> Exercise details
All that is wanted is a word-for-word copy of the data from its first line to the line containing "pub struct AppState", both included.

++++++++++

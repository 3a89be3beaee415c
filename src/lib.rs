// src/lib.rs
use std::sync::Arc;

pub mod client;
pub mod config;
pub mod errors;
pub mod handlers;
pub mod models;
pub mod services;

use crate::services::GatewayService;

#[derive(Clone)]
pub struct AppState {
    pub gateway: Arc<GatewayService>,
}
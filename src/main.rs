// src/main.rs
use std::sync::Arc;

use actix_web::{App, HttpResponse, HttpServer, http::Method, middleware, web};
use log::info;

use cropsense::AppState;
use cropsense::config::RelayConfig;
use cropsense::handlers::{analyze_crop, cors_preflight, farm_chat};
use cropsense::services::GatewayService;

#[actix_web::main]
async fn main() -> std::io::Result<()> {
    env_logger::init_from_env(env_logger::Env::new().default_filter_or("info"));

    info!("Starting cropsense relay...");

    let config = RelayConfig::from_env();
    if config.api_key.is_none() {
        info!("AI_GATEWAY_API_KEY not set; analysis and chat requests will fail");
    }

    let app_state = AppState {
        gateway: Arc::new(GatewayService::from_config(&config)),
    };

    info!("Starting HTTP server on {}", config.bind_addr);

    let bind_addr = config.bind_addr.clone();
    HttpServer::new(move || {
        App::new()
            .app_data(web::Data::new(app_state.clone()))
            .wrap(middleware::Logger::default())
            .route("/analyze-crop", web::post().to(analyze_crop))
            .route("/analyze-crop", web::method(Method::OPTIONS).to(cors_preflight))
            .route("/farm-chat", web::post().to(farm_chat))
            .route("/farm-chat", web::method(Method::OPTIONS).to(cors_preflight))
            .route("/health", web::get().to(health_check))
    })
    .bind(bind_addr)?
    .run()
    .await
}

async fn health_check() -> HttpResponse {
    HttpResponse::Ok().json(serde_json::json!({
        "status": "healthy",
        "service": "cropsense",
        "version": cropsense::services::gateway::RELAY_VERSION
    }))
}
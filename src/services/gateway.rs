// src/services/gateway.rs
use log::{error, info};
use reqwest::Client;
use serde_json::json;
use uuid::Uuid;

use crate::config::RelayConfig;
use crate::errors::CropSenseError;
use crate::models::{AnalysisMeta, AnalysisResult, ChatMessage};

/// Deploy marker echoed back in analysis metadata.
pub const RELAY_VERSION: &str = "0.1.0";

const DIAGNOSIS_SYSTEM_PROMPT: &str = "You are an expert agricultural AI assistant specializing \
in crop disease detection. Analyze crop images and provide detailed diagnosis including: disease \
name, severity level (low/medium/high), symptoms, causes, and treatment recommendations. Be \
specific and practical.";

const DIAGNOSIS_USER_PROMPT: &str =
    "Analyze this crop image for any diseases or issues. Provide a detailed diagnosis.";

const CHAT_SYSTEM_PROMPT: &str = "You are a friendly and knowledgeable farming assistant. Answer \
questions about crops, pests, irrigation, soil health, weather and general agricultural practice \
with practical, concise advice a working farmer can act on.";

pub struct GatewayService {
    client: Client,
    gateway_url: String,
    api_key: Option<String>,
    vision_model_inline: String,
    vision_model_remote: String,
    chat_model: String,
}

impl GatewayService {
    pub fn from_config(config: &RelayConfig) -> Self {
        Self {
            client: Client::new(),
            gateway_url: config.gateway_url.clone(),
            api_key: config.api_key.clone(),
            vision_model_inline: config.vision_model_inline.clone(),
            vision_model_remote: config.vision_model_remote.clone(),
            chat_model: config.chat_model.clone(),
        }
    }

    /// The gateway's non-OpenAI provider path rejects inline data URIs for
    /// image inputs, so data-URI payloads must take the OpenAI-compatible
    /// model while plain URLs take the other provider.
    pub fn select_vision_model(&self, image: &str) -> &str {
        if image.starts_with("data:image/") {
            &self.vision_model_inline
        } else {
            &self.vision_model_remote
        }
    }

    fn api_key(&self) -> Result<&str, CropSenseError> {
        self.api_key
            .as_deref()
            .ok_or_else(|| CropSenseError::Config("AI_GATEWAY_API_KEY not configured".to_string()))
    }

    pub async fn analyze_crop(&self, image: &str) -> Result<AnalysisResult, CropSenseError> {
        let api_key = self.api_key()?;
        let model = self.select_vision_model(image);
        let request_id = Uuid::new_v4();

        info!(
            "[analyze-crop] start request_id={} model={} inline={} image_len={}",
            request_id,
            model,
            image.starts_with("data:image/"),
            image.len()
        );

        let response = self
            .client
            .post(format!("{}/v1/chat/completions", self.gateway_url))
            .header("Authorization", format!("Bearer {}", api_key))
            .json(&json!({
                "model": model,
                "messages": [
                    {
                        "role": "system",
                        "content": DIAGNOSIS_SYSTEM_PROMPT
                    },
                    {
                        "role": "user",
                        "content": [
                            {
                                "type": "text",
                                "text": DIAGNOSIS_USER_PROMPT
                            },
                            {
                                "type": "image_url",
                                "image_url": {
                                    "url": image
                                }
                            }
                        ]
                    }
                ],
            }))
            .send()
            .await
            .map_err(|e| CropSenseError::Network(format!("gateway request failed: {}", e)))?;

        if !response.status().is_success() {
            let status = response.status().as_u16();
            let body = response.text().await.unwrap_or_default();
            error!(
                "[analyze-crop] gateway error request_id={} status={} body={}",
                request_id, status, body
            );
            return Err(CropSenseError::Upstream { status, body });
        }

        let result: serde_json::Value = response.json().await.map_err(|e| {
            CropSenseError::MalformedUpstreamResponse(format!("unparseable gateway body: {}", e))
        })?;

        let analysis = result["choices"][0]["message"]["content"]
            .as_str()
            .ok_or_else(|| {
                CropSenseError::MalformedUpstreamResponse(
                    "no analysis text in gateway response".to_string(),
                )
            })?;

        info!(
            "[analyze-crop] complete request_id={} model={}",
            request_id, model
        );

        Ok(AnalysisResult {
            analysis: analysis.to_string(),
            meta: AnalysisMeta {
                version: RELAY_VERSION.to_string(),
                model: model.to_string(),
            },
        })
    }

    /// Opens a streaming completion for the transcript and hands back the raw
    /// upstream response. The caller pipes the byte stream through untouched;
    /// all delta parsing is the consumer's job.
    pub async fn chat_stream(
        &self,
        messages: &[ChatMessage],
    ) -> Result<reqwest::Response, CropSenseError> {
        let api_key = self.api_key()?;

        let mut payload_messages = vec![json!({
            "role": "system",
            "content": CHAT_SYSTEM_PROMPT
        })];
        payload_messages.extend(messages.iter().map(|m| {
            json!({
                "role": m.role,
                "content": m.content
            })
        }));

        info!("[farm-chat] streaming transcript_len={}", messages.len());

        let response = self
            .client
            .post(format!("{}/v1/chat/completions", self.gateway_url))
            .header("Authorization", format!("Bearer {}", api_key))
            .json(&json!({
                "model": self.chat_model,
                "messages": payload_messages,
                "stream": true,
            }))
            .send()
            .await
            .map_err(|e| CropSenseError::Network(format!("gateway request failed: {}", e)))?;

        if !response.status().is_success() {
            let status = response.status().as_u16();
            let body = response.text().await.unwrap_or_default();
            error!("[farm-chat] gateway error status={} body={}", status, body);
            return Err(CropSenseError::Upstream { status, body });
        }

        Ok(response)
    }
}

#[cfg(test)]
mod tests {
    use super::*;
    use crate::config::RelayConfig;

    fn gateway() -> GatewayService {
        GatewayService::from_config(&RelayConfig::default())
    }

    #[test]
    fn data_uri_selects_inline_model() {
        let gateway = gateway();
        let model = gateway.select_vision_model("data:image/jpeg;base64,/9j/4AAQ");
        assert_eq!(model, "openai/gpt-5-mini");
    }

    #[test]
    fn remote_url_selects_other_provider() {
        let gateway = gateway();
        let model = gateway.select_vision_model("https://example.com/leaf.jpg");
        assert_eq!(model, "google/gemini-2.5-flash");
    }

    #[test]
    fn non_image_data_uri_is_treated_as_remote() {
        // Only the image data-URI prefix takes the inline path.
        let gateway = gateway();
        let model = gateway.select_vision_model("data:text/plain;base64,aGk=");
        assert_eq!(model, "google/gemini-2.5-flash");
    }

    #[tokio::test]
    async fn missing_credential_is_a_config_error() {
        let gateway = gateway();
        let err = gateway.analyze_crop("https://example.com/leaf.jpg").await.unwrap_err();
        assert!(matches!(err, CropSenseError::Config(_)));
    }
}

++++++++++

> Solution to the problem
repository 3a89be3beaee415c
filename src/lib.rs
// src/lib.rs
use std::sync::Arc;

pub mod client;
pub mod config;
pub mod errors;
pub mod handlers;
pub mod models;
pub mod services;

use crate::services::GatewayService;

#[derive(Clone)]
pub struct AppState {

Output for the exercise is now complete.